Quickly looking through the cross-language Reactive Extensions site, I found the right operator: Window.

This operator has luckily been implemented in RxCpp, thus I proceeded with the experiment.

Batching Design

Rx Window Operator (CC BY 3.0 reactivex.io)[1. Source: reactivex.io License: (CC BY 3.0)]

The window operator takes an observable sequence of data and splits it into windows (batches) of observables.

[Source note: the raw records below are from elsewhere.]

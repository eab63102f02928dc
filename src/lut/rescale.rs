//! Rescale lookup table
//!
//! Maps every raw sample index to its linearly rescaled value
//! (`index * slope + intercept`), per acquisition-device calibration.

use crate::types::RescaleParams;

/// Default table depth, covering 12-bit sample data
pub const DEFAULT_DEPTH: usize = 4096;

/// Dense table of linearly rescaled sample values
///
/// The table is a pure function of `(slope, intercept, depth)` and is
/// immutable once built; when the rescale parameters change, callers build
/// a new table (and rebuild any window table fed by it).
#[derive(Debug, Clone, PartialEq)]
pub struct RescaleLut {
    params: RescaleParams,
    values: Vec<f32>,
}

impl RescaleLut {
    /// Build the table for the given parameters and sample depth
    #[must_use]
    pub fn new(params: RescaleParams, depth: usize) -> Self {
        let values = (0..depth).map(|i| params.apply(i) as f32).collect();
        Self { params, values }
    }

    /// Identity table (slope 1, intercept 0) at the default depth
    #[must_use]
    pub fn identity() -> Self {
        Self::new(RescaleParams::default(), DEFAULT_DEPTH)
    }

    #[inline(always)]
    #[must_use]
    pub fn slope(&self) -> f64 {
        self.params.slope
    }

    #[inline(always)]
    #[must_use]
    pub fn intercept(&self) -> f64 {
        self.params.intercept
    }

    #[inline(always)]
    #[must_use]
    pub fn params(&self) -> RescaleParams {
        self.params
    }

    /// Rescaled value at the given sample index
    ///
    /// # Panics
    ///
    /// Panics if `index` is outside `[0, len)`. Callers are expected to
    /// stay within the sample depth the table was built for.
    #[inline(always)]
    #[must_use]
    pub fn value(&self, index: usize) -> f32 {
        self.values[index]
    }

    #[inline(always)]
    #[must_use]
    pub fn len(&self) -> usize {
        self.values.len()
    }

    #[inline(always)]
    #[must_use]
    pub fn is_empty(&self) -> bool {
        self.values.is_empty()
    }
}

impl Default for RescaleLut {
    fn default() -> Self {
        Self::identity()
    }
}

#[cfg(test)]
mod tests {
    use super::*;
    use approx::assert_relative_eq;

    #[test]
    fn test_identity_table_passes_values_through() {
        let lut = RescaleLut::identity();

        assert_eq!(lut.len(), DEFAULT_DEPTH);
        assert_eq!(lut.slope(), 1.0);
        assert_eq!(lut.intercept(), 0.0);

        // value(i) == i for the identity parameters
        assert_eq!(lut.value(0), 0.0);
        assert_eq!(lut.value(100), 100.0);
        assert_eq!(lut.value(4095), 4095.0);
    }

    #[test]
    fn test_affine_invariant_holds_for_every_slot() {
        let params = RescaleParams::new(2.0, -1024.0);
        let lut = RescaleLut::new(params, 4096);

        for i in (0..lut.len()).step_by(97) {
            assert_relative_eq!(
                lut.value(i),
                (i as f32) * 2.0 - 1024.0,
                max_relative = 1e-6
            );
        }
        assert_eq!(lut.value(0), -1024.0);
        assert_eq!(lut.value(1024), 1024.0);
    }

    #[test]
    fn test_fractional_slope_and_intercept() {
        let lut = RescaleLut::new(RescaleParams::new(0.5, 10.25), 256);

        assert_eq!(lut.len(), 256);
        assert_relative_eq!(lut.value(0), 10.25);
        assert_relative_eq!(lut.value(1), 10.75);
        assert_relative_eq!(lut.value(255), 137.75);
    }

    #[test]
    #[should_panic]
    fn test_out_of_range_index_panics() {
        let lut = RescaleLut::new(RescaleParams::default(), 16);
        let _ = lut.value(16);
    }
}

To batch requests, the observable windows of data are aggregated to a single value upon the last value from the windows (via other aggregating Rx operators).

A Toy Problem

To validate the approach, the following problem is set:

Given a stream of integers, append the integers into a series of strings, either every second, or every N integers

String appends with integer-to-string conversions in C++ will be done via the {fmt} library.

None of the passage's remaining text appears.